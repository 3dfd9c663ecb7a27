// ── Driver → engine events ──
//
// Everything the driver can tell the engine about a client, normalized
// into one enum. Each event names the interface it arrived on; the
// engine maps that back to a radio band via its topology.

use serde::{Deserialize, Serialize};
use strum::Display;

use crate::params::NeighborReport;
use crate::types::{ClientInfo, DisconnectSource, DisconnectType, MacAddress};

/// Direction of an RSSI threshold crossing, relative to one of the
/// armed crossing points.
#[derive(Debug, Clone, Copy, PartialEq, Eq, Serialize, Deserialize, Display)]
pub enum RssiChange {
    /// Signal rose above the crossing point.
    Higher,
    /// Signal fell below the crossing point.
    Lower,
    /// No movement across this crossing point.
    Unchanged,
}

/// A telemetry event from the driver about one client on one interface.
#[derive(Debug, Clone, PartialEq, Eq, Serialize, Deserialize)]
pub enum BsalEvent {
    /// Probe request received.
    Probe {
        ifname: String,
        client_mac: MacAddress,
        snr: u8,
        broadcast: bool,
        blocked: bool,
    },
    /// Client associated.
    Connect {
        ifname: String,
        client_mac: MacAddress,
        info: ClientInfo,
    },
    /// Client disassociated or was deauthenticated.
    Disconnect {
        ifname: String,
        client_mac: MacAddress,
        source: DisconnectSource,
        kind: DisconnectType,
        reason: u8,
    },
    /// Authentication attempt failed or was rejected.
    AuthFail {
        ifname: String,
        client_mac: MacAddress,
        snr: u8,
        /// True when the failure was our own watermark block.
        bs_blocked: bool,
        reject_reason: u8,
    },
    /// Live SNR crossed one of the armed watermarks.
    RssiXing {
        ifname: String,
        client_mac: MacAddress,
        snr: u8,
        inact_xing: RssiChange,
        high_xing: RssiChange,
        low_xing: RssiChange,
    },
    /// Completed instant RSSI measurement, in response to
    /// [`measure_rssi`](crate::BsalAdapter::measure_rssi).
    RssiMeasurement {
        ifname: String,
        client_mac: MacAddress,
        snr: u8,
    },
    /// Client activity state flipped (active ↔ inactive), for drivers
    /// that track it natively.
    Activity {
        ifname: String,
        client_mac: MacAddress,
        active: bool,
    },
    /// Client responded to a BSS Transition Management request.
    BtmResponse {
        ifname: String,
        client_mac: MacAddress,
        /// 802.11v status code; 0 means the client accepted.
        status: u8,
    },
    /// Beacon measurement report arrived from the client. Carries the
    /// reported BSS when the frame parsed cleanly.
    RrmReport {
        ifname: String,
        client_mac: MacAddress,
        neighbor: Option<NeighborReport>,
        rcpi: u8,
    },
}

impl BsalEvent {
    /// Interface the event arrived on.
    pub fn ifname(&self) -> &str {
        match self {
            Self::Probe { ifname, .. }
            | Self::Connect { ifname, .. }
            | Self::Disconnect { ifname, .. }
            | Self::AuthFail { ifname, .. }
            | Self::RssiXing { ifname, .. }
            | Self::RssiMeasurement { ifname, .. }
            | Self::Activity { ifname, .. }
            | Self::BtmResponse { ifname, .. }
            | Self::RrmReport { ifname, .. } => ifname,
        }
    }

    /// Client the event concerns.
    pub fn client_mac(&self) -> MacAddress {
        match self {
            Self::Probe { client_mac, .. }
            | Self::Connect { client_mac, .. }
            | Self::Disconnect { client_mac, .. }
            | Self::AuthFail { client_mac, .. }
            | Self::RssiXing { client_mac, .. }
            | Self::RssiMeasurement { client_mac, .. }
            | Self::Activity { client_mac, .. }
            | Self::BtmResponse { client_mac, .. }
            | Self::RrmReport { client_mac, .. } => *client_mac,
        }
    }
}

#[cfg(test)]
#[allow(clippy::unwrap_used)]
mod tests {
    use pretty_assertions::assert_eq;

    use super::*;

    #[test]
    fn accessors_cover_every_variant() {
        let mac = MacAddress::new([0, 1, 2, 3, 4, 5]);
        let ev = BsalEvent::Probe {
            ifname: "wl0".into(),
            client_mac: mac,
            snr: 30,
            broadcast: true,
            blocked: false,
        };
        assert_eq!(ev.ifname(), "wl0");
        assert_eq!(ev.client_mac(), mac);

        let ev = BsalEvent::BtmResponse {
            ifname: "wl1".into(),
            client_mac: mac,
            status: 0,
        };
        assert_eq!(ev.ifname(), "wl1");
    }
}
+++
The lines you need are those holding the word "RssiChange"; copy each of them from the material above.

pub enum RssiChange {
        inact_xing: RssiChange,
        high_xing: RssiChange,
        low_xing: RssiChange,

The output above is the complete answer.